A total of 176 infections were recorded during the period after the assay was introduced, of which 121 (68.8%) were successfully genotyped. The majority of infections were identified as wild-type gyrA (59.5%), with a mutation rate of 40.5%. Providers were sent electronic reminders of individual results, which the investigators felt contributed to an observed increase in treatment with ciprofloxacin. There was also a corresponding decrease in treatment with ceftriaxone, a drug that has also demonstrated evolving resistance and is currently the last available option for monotherapy.3
In the wake of continuing evolution of drug-resistant N gonorrhoeae, a range of novel approaches to therapy are being considered, and through targeting of susceptible patients, the new assay helps to reintroduce a previously less effective treatment for patients who are most likely to benefit. “Rapid molecular assays that predict antibiotic treatment outcomes are the future of infectious disease therapy,” Dr Klausner told Infectious Disease Advisor. “We have had similar assays for HIV, tuberculosis, and staphylococcal infections for a few years.
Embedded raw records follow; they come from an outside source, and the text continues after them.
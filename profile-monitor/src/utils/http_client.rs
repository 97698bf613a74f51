use std::{sync::OnceLock, time::Duration};

use tracing::{debug, warn};

/// Browser user agent sent to the web-player endpoints.
pub const DEFAULT_UA: &str = "Mozilla/5.0 (Windows NT 10.0; Win64; x64) AppleWebKit/537.36 (KHTML, like Gecko) Chrome/126.0.0.0 Safari/537.36";

pub fn install_rustls_provider() {
    static PROVIDER_INSTALLED: OnceLock<()> = OnceLock::new();
    PROVIDER_INSTALLED.get_or_init(|| {
        if let Err(e) = rustls::crypto::aws_lc_rs::default_provider().install_default() {
            // Safe to ignore: can happen if another crate installed it first.
            debug!(existing_provider = ?e, "rustls CryptoProvider already installed");
        }
    });
}

/// Build the shared `reqwest::Client`.
///
/// `request_timeout` is the client-wide ceiling; callers still pass an
/// explicit per-request timeout.
pub fn build_client(request_timeout: Duration) -> reqwest::Client {
    install_rustls_provider();

    let mut builder = reqwest::Client::builder()
        .user_agent(DEFAULT_UA)
        .gzip(true)
        .deflate(true);

    if request_timeout > Duration::ZERO {
        builder = builder.timeout(request_timeout);
    }

    builder.build().unwrap_or_else(|error| {
        warn!(
            error = %error,
            "Failed to create configured HTTP client; falling back to reqwest defaults"
        );
        reqwest::Client::new()
    })
}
Our assay is the first to be created and used for gonorrhea, one of the world’s most common STDs [sexually transmitted diseases] and one that has become resistant to all our current antibiotics.”
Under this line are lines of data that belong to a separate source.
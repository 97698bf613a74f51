//! Filesystem helpers shared across modules.
//!
//! These helpers provide consistent error context (operation + path) and
//! keep every persisted file a full rewrite via temp file + rename.

use std::path::{Path, PathBuf};

use crate::{Error, Result};

/// Convert an IO error into an application error with operation + path context.
pub fn io_error(op: &'static str, path: &Path, source: std::io::Error) -> Error {
    Error::io_path(op, path, source)
}

/// Ensure a directory exists, creating it (recursively) if needed.
pub async fn ensure_dir_all_with_op(op: &'static str, path: &Path) -> Result<()> {
    tokio::fs::create_dir_all(path)
        .await
        .map_err(|e| io_error(op, path, e))
}

/// Ensure the parent directory of a file path exists.
pub async fn ensure_parent_dir(path: &Path) -> Result<()> {
    let Some(parent) = path.parent() else {
        return Ok(());
    };
    if parent.as_os_str().is_empty() {
        return Ok(());
    }
    ensure_dir_all_with_op("creating directory", parent).await
}

/// Ensure a directory exists (synchronous variant) with a custom operation label.
pub fn ensure_dir_all_sync_with_op(op: &'static str, path: &Path) -> Result<()> {
    std::fs::create_dir_all(path).map_err(|e| io_error(op, path, e))
}

fn temp_path_for(path: &Path) -> PathBuf {
    let mut name = path
        .file_name()
        .map(|n| n.to_os_string())
        .unwrap_or_default();
    name.push(".tmp");
    path.with_file_name(name)
}

/// Replace `path` with `contents` in one step.
pub async fn write_atomic(path: &Path, contents: &[u8]) -> Result<()> {
    ensure_parent_dir(path).await?;
    let tmp = temp_path_for(path);
    tokio::fs::write(&tmp, contents)
        .await
        .map_err(|e| io_error("writing temp file", &tmp, e))?;
    tokio::fs::rename(&tmp, path)
        .await
        .map_err(|e| io_error("renaming temp file", path, e))
}

/// Read a file, mapping "not found" to `None`.
pub async fn read_optional(path: &Path) -> Result<Option<Vec<u8>>> {
    match tokio::fs::read(path).await {
        Ok(bytes) => Ok(Some(bytes)),
        Err(e) if e.kind() == std::io::ErrorKind::NotFound => Ok(None),
        Err(e) => Err(io_error("reading file", path, e)),
    }
}

/// Remove a file if it exists.
pub async fn remove_if_exists(path: &Path) -> Result<()> {
    match tokio::fs::remove_file(path).await {
        Ok(()) => Ok(()),
        Err(e) if e.kind() == std::io::ErrorKind::NotFound => Ok(()),
        Err(e) => Err(io_error("removing file", path, e)),
    }
}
An assay-driven targeted approach can also open the door to identifying other known therapies, such as ciprofloxacin, that may be effective for specific subsets of patients with N gonorrhoeae, as part of the overall campaign to combat antimicrobial resistance. Dr Klausner explained that this approach is “highly adaptable and could be used to predict treatment outcomes to older drugs like penicillin, tetracycline, or erythromycin and new drugs we don’t even know about yet. Because in new drug development we often know exactly how the drug works at the molecular level, we can use that information to create lab tests that can predict whether gonorrhea would be successfully treated or not,” he stated.
References
- Allan-Blitz LT, Humphries RM, Hemarajata P, et al. Implementation of a rapid genotypic assay to rromote targeted ciprofloxacin therapy of Neisseria gonorrhoeae in a large health system. Clin Infect Dis. 2017;64(9):1268-1270. doi:10.1093/cid/ciw864
- Antibiotic resistance threats in the United States, 2013. Centers for Disease Control and Prevention (CDC). https://www.cdc.gov/drugresistance/threat-report-2013/index.html Updated April 10, 2017. Accessed June 16, 2017.
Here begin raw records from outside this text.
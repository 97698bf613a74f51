//! Web-player cookie backend.
//!
//! Exchanges the `sp_dc` cookie plus a TOTP code for a short-lived web-player
//! token. The endpoint sometimes hands out tokens that other endpoints reject,
//! so every token is probed before use.

use std::time::Duration;

use async_trait::async_trait;
use chrono::{DateTime, Utc};
use reqwest::{Client, StatusCode, header};
use serde::Deserialize;
use tracing::{debug, instrument, warn};

use super::totp;
use crate::config::CookieConfig;
use crate::credentials::error::CredentialError;
use crate::credentials::manager::TokenBackend;
use crate::credentials::types::{AccessToken, BackendKind, TokenCache};

#[derive(Debug, Deserialize)]
#[serde(rename_all = "camelCase")]
struct WebTokenResponse {
    access_token: Option<String>,
    access_token_expiration_timestamp_ms: Option<i64>,
    client_id: Option<String>,
    #[serde(default)]
    is_anonymous: bool,
}

pub struct CookieBackend {
    client: Client,
    config: CookieConfig,
    secret: Vec<u8>,
    timeout: Duration,
}

impl CookieBackend {
    pub fn new(client: Client, config: CookieConfig, timeout: Duration) -> Self {
        Self {
            client,
            config,
            secret: totp::embedded_secret(),
            timeout,
        }
    }

    /// Authoritative time from the `Date` header of an unauthenticated request.
    /// Falls back to the local clock when the header is missing or unparsable.
    async fn server_time(&self) -> DateTime<Utc> {
        let response = self
            .client
            .head(&self.config.server_time_url)
            .timeout(self.timeout)
            .send()
            .await;

        let parsed = response.ok().and_then(|r| {
            r.headers()
                .get(header::DATE)
                .and_then(|v| v.to_str().ok())
                .and_then(|v| DateTime::parse_from_rfc2822(v).ok())
                .map(|dt| dt.with_timezone(&Utc))
        });

        parsed.unwrap_or_else(|| {
            debug!("Server time unavailable, using local clock");
            Utc::now()
        })
    }

    async fn request_token(
        &self,
        reason: &str,
        server_time: DateTime<Utc>,
    ) -> Result<AccessToken, CredentialError> {
        let local_code = totp::generate(&self.secret, Utc::now().timestamp().max(0) as u64)?;
        let server_code = totp::generate(&self.secret, server_time.timestamp().max(0) as u64)?;
        let version = totp::SECRET_VERSION.to_string();

        let response = self
            .client
            .get(&self.config.token_url)
            .query(&[
                ("reason", reason),
                ("productType", "web-player"),
                ("totp", local_code.as_str()),
                ("totpServer", server_code.as_str()),
                ("totpVer", version.as_str()),
            ])
            .header(header::COOKIE, format!("sp_dc={}", self.config.sp_dc))
            .timeout(self.timeout)
            .send()
            .await?;

        let status = response.status();
        if !status.is_success() {
            return Err(CredentialError::acquisition(
                BackendKind::Cookie,
                format!("token endpoint returned HTTP {status}"),
            ));
        }

        let body: WebTokenResponse = response
            .json()
            .await
            .map_err(|e| CredentialError::Parse(e.to_string()))?;

        if body.is_anonymous {
            return Err(CredentialError::InvalidCredentials(
                "sp_dc cookie was not accepted (anonymous token issued)".to_string(),
            ));
        }

        let value = body
            .access_token
            .filter(|t| !t.is_empty())
            .ok_or_else(|| CredentialError::Parse("token response without accessToken".into()))?;
        let expires_at = body
            .access_token_expiration_timestamp_ms
            .and_then(DateTime::from_timestamp_millis)
            .ok_or_else(|| CredentialError::Parse("token response without expiry".into()))?;

        Ok(AccessToken::new(
            value,
            expires_at,
            BackendKind::Cookie,
            body.client_id,
        ))
    }

    /// Cheap authenticated GET; the token is good iff it returns 200.
    async fn probe(&self, token: &AccessToken) -> bool {
        match self
            .client
            .get(&self.config.probe_url)
            .bearer_auth(&token.value)
            .timeout(self.timeout)
            .send()
            .await
        {
            Ok(response) => response.status() == StatusCode::OK,
            Err(e) => {
                debug!(error = %e, "Token probe failed");
                false
            }
        }
    }

    /// One round: `transport` first, then `init` when the first token is
    /// unusable. Returns the last token and whether it passed the probe.
    async fn attempt(&self) -> Result<(AccessToken, bool), CredentialError> {
        let server_time = self.server_time().await;

        match self.request_token("transport", server_time).await {
            Ok(token) if self.probe(&token).await => return Ok((token, true)),
            Ok(_) => debug!("Transport token failed the probe, retrying with init"),
            Err(e) if e.requires_relogin() => return Err(e),
            Err(e) => debug!(error = %e, "Transport token request failed, retrying with init"),
        }

        let token = self.request_token("init", server_time).await?;
        let valid = self.probe(&token).await;
        Ok((token, valid))
    }
}

#[async_trait]
impl TokenBackend for CookieBackend {
    fn kind(&self) -> BackendKind {
        BackendKind::Cookie
    }

    fn check_config(&self) -> Result<(), CredentialError> {
        if self.config.sp_dc.trim().is_empty() {
            return Err(CredentialError::Configuration(
                "sp_dc cookie is not set".to_string(),
            ));
        }
        Ok(())
    }

    #[instrument(skip(self, _cache))]
    async fn fetch(&self, _cache: &mut TokenCache) -> Result<AccessToken, CredentialError> {
        let max_attempts = self.config.max_attempts.max(1);
        let delay = Duration::from_millis(self.config.retry_delay_ms);
        let mut last_token = None;
        let mut last_error = None;

        for attempt in 1..=max_attempts {
            match self.attempt().await {
                Ok((token, true)) => {
                    debug!(attempt, "Web-player token validated");
                    return Ok(token);
                }
                Ok((token, false)) => {
                    debug!(attempt, "Web-player token failed validation");
                    last_token = Some(token);
                }
                Err(e) if e.requires_relogin() => return Err(e),
                Err(e) => {
                    debug!(attempt, error = %e, "Web-player token request failed");
                    last_error = Some(e);
                }
            }
            if attempt < max_attempts && !delay.is_zero() {
                tokio::time::sleep(delay).await;
            }
        }

        if let Some(token) = last_token {
            warn!(
                attempts = max_attempts,
                "Could not obtain a validated token, using the last one issued"
            );
            return Ok(token);
        }

        Err(CredentialError::acquisition(
            BackendKind::Cookie,
            last_error
                .map(|e| e.to_string())
                .unwrap_or_else(|| "no token issued".to_string()),
        ))
    }
}

#[cfg(test)]
mod tests {
    use super::*;
    use crate::utils::http_client::build_client;
    use crate::credentials::TokenBroker;
    use std::sync::Arc;
    use wiremock::matchers::{header as header_eq, method, path, query_param};
    use wiremock::{Mock, MockServer, ResponseTemplate};

    fn token_body(token: &str) -> serde_json::Value {
        serde_json::json!({
            "accessToken": token,
            "accessTokenExpirationTimestampMs": (Utc::now() + chrono::Duration::hours(1)).timestamp_millis(),
            "clientId": "web-client",
            "isAnonymous": false,
        })
    }

    fn backend(server: &MockServer, max_attempts: u32) -> CookieBackend {
        let config = CookieConfig {
            sp_dc: "cookie-value".into(),
            token_url: format!("{}/api/token", server.uri()),
            server_time_url: format!("{}/", server.uri()),
            probe_url: format!("{}/v1/me", server.uri()),
            max_attempts,
            retry_delay_ms: 0,
        };
        CookieBackend::new(build_client(Duration::from_secs(5)), config, Duration::from_secs(5))
    }

    async fn mount_server_time(server: &MockServer) {
        Mock::given(method("HEAD"))
            .and(path("/"))
            .respond_with(
                ResponseTemplate::new(200).insert_header("date", "Wed, 21 Oct 2015 07:28:00 GMT"),
            )
            .mount(server)
            .await;
    }

    #[tokio::test]
    async fn test_two_calls_in_window_hit_token_endpoint_once() {
        let server = MockServer::start().await;
        mount_server_time(&server).await;
        Mock::given(method("GET"))
            .and(path("/api/token"))
            .and(query_param("reason", "transport"))
            .and(header_eq("cookie", "sp_dc=cookie-value"))
            .respond_with(ResponseTemplate::new(200).set_body_json(token_body("good")))
            .expect(1)
            .mount(&server)
            .await;
        Mock::given(method("GET"))
            .and(path("/v1/me"))
            .respond_with(ResponseTemplate::new(200))
            .mount(&server)
            .await;

        let broker = TokenBroker::new(Arc::new(backend(&server, 3)));
        let mut cache = TokenCache::new();
        let first = broker.get_token(&mut cache).await.unwrap();
        let second = broker.get_token(&mut cache).await.unwrap();

        assert_eq!(first.bearer, "good");
        assert_eq!(second.client_id.as_deref(), Some("web-client"));
    }

    #[tokio::test]
    async fn test_invalid_transport_token_falls_back_to_init() {
        let server = MockServer::start().await;
        mount_server_time(&server).await;
        Mock::given(method("GET"))
            .and(path("/api/token"))
            .and(query_param("reason", "transport"))
            .respond_with(ResponseTemplate::new(200).set_body_json(token_body("stale")))
            .expect(1)
            .mount(&server)
            .await;
        Mock::given(method("GET"))
            .and(path("/api/token"))
            .and(query_param("reason", "init"))
            .respond_with(ResponseTemplate::new(200).set_body_json(token_body("fresh")))
            .expect(1)
            .mount(&server)
            .await;
        Mock::given(method("GET"))
            .and(path("/v1/me"))
            .and(header_eq("authorization", "Bearer fresh"))
            .respond_with(ResponseTemplate::new(200))
            .mount(&server)
            .await;
        Mock::given(method("GET"))
            .and(path("/v1/me"))
            .respond_with(ResponseTemplate::new(401))
            .mount(&server)
            .await;

        let token = backend(&server, 3)
            .fetch(&mut TokenCache::new())
            .await
            .unwrap();
        assert_eq!(token.value, "fresh");
    }

    #[tokio::test]
    async fn test_exhausted_retries_return_last_token() {
        let server = MockServer::start().await;
        mount_server_time(&server).await;
        Mock::given(method("GET"))
            .and(path("/api/token"))
            .respond_with(ResponseTemplate::new(200).set_body_json(token_body("unverified")))
            .expect(4)
            .mount(&server)
            .await;
        Mock::given(method("GET"))
            .and(path("/v1/me"))
            .respond_with(ResponseTemplate::new(401))
            .mount(&server)
            .await;

        let token = backend(&server, 2)
            .fetch(&mut TokenCache::new())
            .await
            .unwrap();
        assert_eq!(token.value, "unverified");
    }

    #[tokio::test]
    async fn test_endpoint_errors_surface_as_acquisition_failure() {
        let server = MockServer::start().await;
        mount_server_time(&server).await;
        Mock::given(method("GET"))
            .and(path("/api/token"))
            .respond_with(ResponseTemplate::new(500))
            .mount(&server)
            .await;

        let err = backend(&server, 2)
            .fetch(&mut TokenCache::new())
            .await
            .unwrap_err();
        assert!(matches!(
            err,
            CredentialError::TokenAcquisitionFailed {
                backend: BackendKind::Cookie,
                ..
            }
        ));
    }

    #[tokio::test]
    async fn test_anonymous_token_means_bad_cookie() {
        let server = MockServer::start().await;
        mount_server_time(&server).await;
        let mut body = token_body("anon");
        body["isAnonymous"] = serde_json::Value::Bool(true);
        Mock::given(method("GET"))
            .and(path("/api/token"))
            .respond_with(ResponseTemplate::new(200).set_body_json(body))
            .expect(1)
            .mount(&server)
            .await;

        let err = backend(&server, 5)
            .fetch(&mut TokenCache::new())
            .await
            .unwrap_err();
        assert!(err.requires_relogin());
    }
}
- Unemo M, GolparianD, Shafer WM, et al. Challenges with gonorrhea in the era of multi-drug and extensively drug resistance—are we not on the right track? Expert Rev Anti Infect Ther. 2014;12:653-656. doi:10.1586/14787210.2014.906902
- World Health Organization (WHO), Department of Reproductive Health and Research. Global action plan to control the spread and impact of antimicrobial resistance in Neisseria gonorrhoeae. Geneva, Switzerland: WHO;2012:1-36.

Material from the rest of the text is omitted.